À ce moment, la voix du père Barillot s’éleva derrière la porte.

— Madame, puis-je frapper ? On s’impatiente dans la salle.

— Tout à l’heure, répondit tranquillement Nana.

Elle avait trempé le pinceau dans un pot de noir ; puis, le nez sur la glace, fermant l’œil gauche, elle le passa délicatement entre les cils. Muffat, derrière elle, regardait. Il la voyait dans la glace, avec ses épaules rondes et sa gorge noyée d’une ombre rose. Et il ne pouvait, malgré son effort, se détourner de ce visage que l’œil fermé rendait si provocant, troué de fossettes, comme pâmé de désirs. Lorsqu’elle ferma l’œil droit et qu’elle passa le pinceau, il comprit qu’il lui appartenait.
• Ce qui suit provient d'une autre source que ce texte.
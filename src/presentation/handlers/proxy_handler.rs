// Copyright (c) 2025 Kirky.X
//
// Licensed under the MIT License
// See LICENSE file in the project root for full license information.

use axum::{
    extract::{Extension, Query},
    http::{header, StatusCode},
    response::{IntoResponse, Response},
};
use std::sync::Arc;
use tracing::warn;

use crate::{
    application::dto::proxy_request::ProxyImageQuery,
    domain::services::image_relay::ImageRelayService,
};

/// 图片中转
///
/// 以调用方给定的 Referer 拉取图片，原样返回字节和内容类型
pub async fn proxy_image(
    Extension(relay): Extension<Arc<ImageRelayService>>,
    Query(query): Query<ProxyImageQuery>,
) -> Response {
    let url = match query.url.as_deref().map(str::trim) {
        Some(url) if !url.is_empty() => url.to_string(),
        _ => return (StatusCode::BAD_REQUEST, "No URL provided").into_response(),
    };

    match relay.relay(&url, query.referer.as_deref()).await {
        Ok(image) => (
            StatusCode::OK,
            [(header::CONTENT_TYPE, image.content_type)],
            image.body,
        )
            .into_response(),
        Err(e) => {
            warn!("Image relay failed for {}: {}", url, e);
            (StatusCode::INTERNAL_SERVER_ERROR, e.to_string()).into_response()
        }
    }
}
— Madame, cria de nouveau la voix essoufflée de l’avertisseur, ils tapent des pieds, ils vont finir par casser les banquettes… Puis-je frapper ?

— Et zut ! dit Nana impatientée. Frappez, je m’en fiche !… Si je ne suis pas prête, eh bien ! ils m’attendront.

Elle se calma, elle ajouta avec un sourire, en se tournant vers ces messieurs :

— C’est vrai, on ne peut seulement causer une minute.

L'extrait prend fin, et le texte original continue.